[Information provided]:
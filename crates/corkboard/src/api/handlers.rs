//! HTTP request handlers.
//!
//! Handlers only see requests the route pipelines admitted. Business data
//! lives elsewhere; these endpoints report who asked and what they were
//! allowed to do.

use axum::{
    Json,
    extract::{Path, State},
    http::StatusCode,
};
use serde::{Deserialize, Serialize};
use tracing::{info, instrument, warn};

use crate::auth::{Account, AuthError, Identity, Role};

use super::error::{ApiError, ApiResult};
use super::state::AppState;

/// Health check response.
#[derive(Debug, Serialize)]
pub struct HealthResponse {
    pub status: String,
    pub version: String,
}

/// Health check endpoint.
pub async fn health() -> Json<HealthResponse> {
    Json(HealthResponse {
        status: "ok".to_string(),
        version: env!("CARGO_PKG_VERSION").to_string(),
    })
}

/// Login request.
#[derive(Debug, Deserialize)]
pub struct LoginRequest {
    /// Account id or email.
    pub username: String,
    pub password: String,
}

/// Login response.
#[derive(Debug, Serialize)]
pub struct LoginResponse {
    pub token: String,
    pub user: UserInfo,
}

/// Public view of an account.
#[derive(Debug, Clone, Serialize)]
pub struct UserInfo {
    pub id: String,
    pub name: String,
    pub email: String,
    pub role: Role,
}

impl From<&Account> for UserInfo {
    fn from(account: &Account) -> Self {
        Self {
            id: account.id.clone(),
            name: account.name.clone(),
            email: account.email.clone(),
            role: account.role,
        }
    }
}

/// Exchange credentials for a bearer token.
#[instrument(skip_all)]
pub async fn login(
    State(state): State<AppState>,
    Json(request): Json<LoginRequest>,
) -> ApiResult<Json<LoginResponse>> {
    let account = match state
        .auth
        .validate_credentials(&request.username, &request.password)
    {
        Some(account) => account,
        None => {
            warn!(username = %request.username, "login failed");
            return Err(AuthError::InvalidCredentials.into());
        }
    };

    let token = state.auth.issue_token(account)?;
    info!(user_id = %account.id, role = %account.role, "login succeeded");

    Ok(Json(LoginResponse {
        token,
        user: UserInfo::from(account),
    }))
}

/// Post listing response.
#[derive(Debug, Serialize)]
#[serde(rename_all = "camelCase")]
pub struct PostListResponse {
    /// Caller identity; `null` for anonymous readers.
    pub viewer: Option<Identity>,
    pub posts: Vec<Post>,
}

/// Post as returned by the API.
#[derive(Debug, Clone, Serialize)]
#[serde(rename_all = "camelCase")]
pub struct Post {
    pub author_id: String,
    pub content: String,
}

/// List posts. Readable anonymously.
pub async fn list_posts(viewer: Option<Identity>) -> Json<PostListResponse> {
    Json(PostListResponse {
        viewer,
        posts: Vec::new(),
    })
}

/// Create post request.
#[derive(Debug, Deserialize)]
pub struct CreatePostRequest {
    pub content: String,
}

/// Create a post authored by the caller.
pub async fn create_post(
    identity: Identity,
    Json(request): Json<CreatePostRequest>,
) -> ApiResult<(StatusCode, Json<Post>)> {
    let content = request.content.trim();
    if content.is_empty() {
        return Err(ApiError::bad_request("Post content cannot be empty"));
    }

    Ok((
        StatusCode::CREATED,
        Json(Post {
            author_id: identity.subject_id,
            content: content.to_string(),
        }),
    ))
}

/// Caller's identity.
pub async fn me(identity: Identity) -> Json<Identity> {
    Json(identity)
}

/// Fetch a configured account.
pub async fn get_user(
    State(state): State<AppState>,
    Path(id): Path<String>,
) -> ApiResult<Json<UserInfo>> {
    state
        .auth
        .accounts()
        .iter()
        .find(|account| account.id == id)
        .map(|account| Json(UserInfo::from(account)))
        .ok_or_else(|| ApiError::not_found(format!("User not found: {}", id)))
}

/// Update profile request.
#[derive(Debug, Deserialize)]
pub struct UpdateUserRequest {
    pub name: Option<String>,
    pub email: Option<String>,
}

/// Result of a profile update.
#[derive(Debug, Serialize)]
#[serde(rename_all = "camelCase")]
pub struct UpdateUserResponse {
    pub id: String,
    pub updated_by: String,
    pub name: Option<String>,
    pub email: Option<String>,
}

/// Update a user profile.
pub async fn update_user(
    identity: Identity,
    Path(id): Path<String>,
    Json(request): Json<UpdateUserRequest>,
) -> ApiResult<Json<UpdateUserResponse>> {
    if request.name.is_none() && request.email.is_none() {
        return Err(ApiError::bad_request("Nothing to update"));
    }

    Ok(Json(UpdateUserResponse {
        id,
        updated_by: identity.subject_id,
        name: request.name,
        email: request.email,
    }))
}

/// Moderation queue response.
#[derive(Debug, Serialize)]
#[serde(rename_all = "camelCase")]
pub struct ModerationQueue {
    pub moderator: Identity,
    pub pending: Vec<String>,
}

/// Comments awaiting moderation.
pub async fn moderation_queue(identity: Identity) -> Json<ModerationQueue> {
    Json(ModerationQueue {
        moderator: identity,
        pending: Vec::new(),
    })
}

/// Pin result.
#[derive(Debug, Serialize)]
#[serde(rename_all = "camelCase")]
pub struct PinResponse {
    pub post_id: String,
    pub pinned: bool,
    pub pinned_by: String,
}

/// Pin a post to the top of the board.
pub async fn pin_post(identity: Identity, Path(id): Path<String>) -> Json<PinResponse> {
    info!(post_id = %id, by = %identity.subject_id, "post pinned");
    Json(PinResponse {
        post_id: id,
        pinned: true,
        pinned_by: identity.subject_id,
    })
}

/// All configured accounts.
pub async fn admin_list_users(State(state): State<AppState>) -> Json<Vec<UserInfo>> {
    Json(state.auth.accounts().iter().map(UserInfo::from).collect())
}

[Work to be completed]:
Report all lines in the listing above that contain the word "UpdateUserResponse".

[Result]:
pub struct UpdateUserResponse {
) -> ApiResult<Json<UpdateUserResponse>> {
    Ok(Json(UpdateUserResponse {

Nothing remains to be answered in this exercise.